期刊名称:Proceedings of the National Academy of Sciences
印刷版ISSN:0027-8424
电子版ISSN:1091-6490
出版年度:1993
卷号:90
期号:7
页码:2671-2675
DOI:10.1073/pnas.90.7.2671
语种:English
出版社:The National Academy of Sciences of the United States of America
摘要:T-cell receptor (TCR) antagonism induced by complexes of antigen analogue with major histocompatibility complex (MHC) molecules results in efficient inhibition of antigen-dependent T-cell responses. We have investigated some of the possible mechanisms by which TCR antagonists bound to the MHC molecules of antigen-presenting cells (APCs) can inhibit T-cell activation.
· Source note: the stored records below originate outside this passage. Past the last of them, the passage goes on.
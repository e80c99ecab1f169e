//! Backoff for the immediate publish that follows a commit.

use std::time::Duration;

use courier_common::OutboxConfig;

/// Bounded exponential backoff: `base_delay * multiplier^(attempt - 1)`,
/// capped at `max_delay`, for at most `max_attempts` attempts.
#[derive(Debug, Clone, PartialEq)]
pub struct PublishRetryPolicy {
    pub max_attempts: u32,
    pub base_delay: Duration,
    pub multiplier: f64,
    pub max_delay: Duration,
    /// Upper bound on a single publish attempt.
    pub attempt_timeout: Duration,
}

impl PublishRetryPolicy {
    pub fn from_config(config: &OutboxConfig) -> Self {
        Self {
            max_attempts: config.publish_attempts.max(1),
            base_delay: config.publish_backoff_base,
            multiplier: config.publish_backoff_multiplier,
            max_delay: config.publish_backoff_max,
            attempt_timeout: config.publish_timeout,
        }
    }

    /// Delay before the attempt after `attempt` failed (1-indexed).
    pub fn delay_for(&self, attempt: u32) -> Duration {
        let exponent = attempt.saturating_sub(1).min(i32::MAX as u32) as i32;
        let secs = self.base_delay.as_secs_f64() * self.multiplier.powi(exponent);
        if !secs.is_finite() || secs >= self.max_delay.as_secs_f64() {
            return self.max_delay;
        }
        Duration::from_secs_f64(secs)
    }
}

impl Default for PublishRetryPolicy {
    fn default() -> Self {
        Self::from_config(&OutboxConfig::default())
    }
}
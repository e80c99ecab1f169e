//! Aggregates and the capability to record events.
//!
//! Aggregates never see a unit of work. They either buffer events on
//! themselves (drained when the unit of work collects) or are handed an
//! explicit `&mut dyn EventRecorder` by the use case that drives them.

use std::sync::Mutex;

use courier_events::DomainEvent;

use crate::unit_of_work::UnitOfWorkError;

/// Pending events raised by one aggregate, in the order they were raised.
#[derive(Debug, Default)]
pub struct EventBuffer {
    pending: Mutex<Vec<DomainEvent>>,
}

impl EventBuffer {
    pub fn new() -> Self {
        Self::default()
    }

    pub fn push(&self, event: DomainEvent) {
        self.lock().push(event);
    }

    /// Take every pending event. A second drain returns nothing.
    pub fn drain(&self) -> Vec<DomainEvent> {
        std::mem::take(&mut *self.lock())
    }

    pub fn len(&self) -> usize {
        self.lock().len()
    }

    pub fn is_empty(&self) -> bool {
        self.lock().is_empty()
    }

    fn lock(&self) -> std::sync::MutexGuard<'_, Vec<DomainEvent>> {
        self.pending.lock().unwrap_or_else(|e| e.into_inner())
    }
}

/// A domain object that raises events.
///
/// Shared as `Arc<dyn Aggregate>` with the unit of work, so the buffer is
/// reached through `&self`.
pub trait Aggregate: Send + Sync + 'static {
    fn aggregate_id(&self) -> String;

    fn event_buffer(&self) -> &EventBuffer;

    /// Buffer `event`, stamping this aggregate's id unless it already has one.
    fn raise(&self, event: DomainEvent) {
        let event = if event.aggregate_id().is_none() {
            event.with_aggregate(self.aggregate_id())
        } else {
            event
        };
        self.event_buffer().push(event);
    }
}

/// Somewhere to record events for the current transaction.
pub trait EventRecorder {
    fn record(&mut self, event: DomainEvent) -> Result<(), UnitOfWorkError>;
}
Using a nonstimulatory analogue of the antigenic peptide influenza hemagglutinin-(307-319), we showed that MHC/antagonist complexes completely inhibit very early intracellular events of antigen-dependent T-cell activation, such as inositol phosphate turnover and Ca2+ influx. In a parallel series of experiments, the effect of TCR antagonist peptide on membrane-related activation events was also investigated. It was found that MHC/antagonist complexes on the surface of APCs did not induce stable conjugates with T cells and, most interestingly, did not inhibit antigen-induced conjugate formation. Thus, our data suggest that antagonistic peptides do not interfere with the cellular events that are required for stable T-cell/APC conjugate formation but do inhibit early biochemical events required for T-cell proliferation. The data are discussed with respect to the role of surface receptor clustering in TCR antagonism.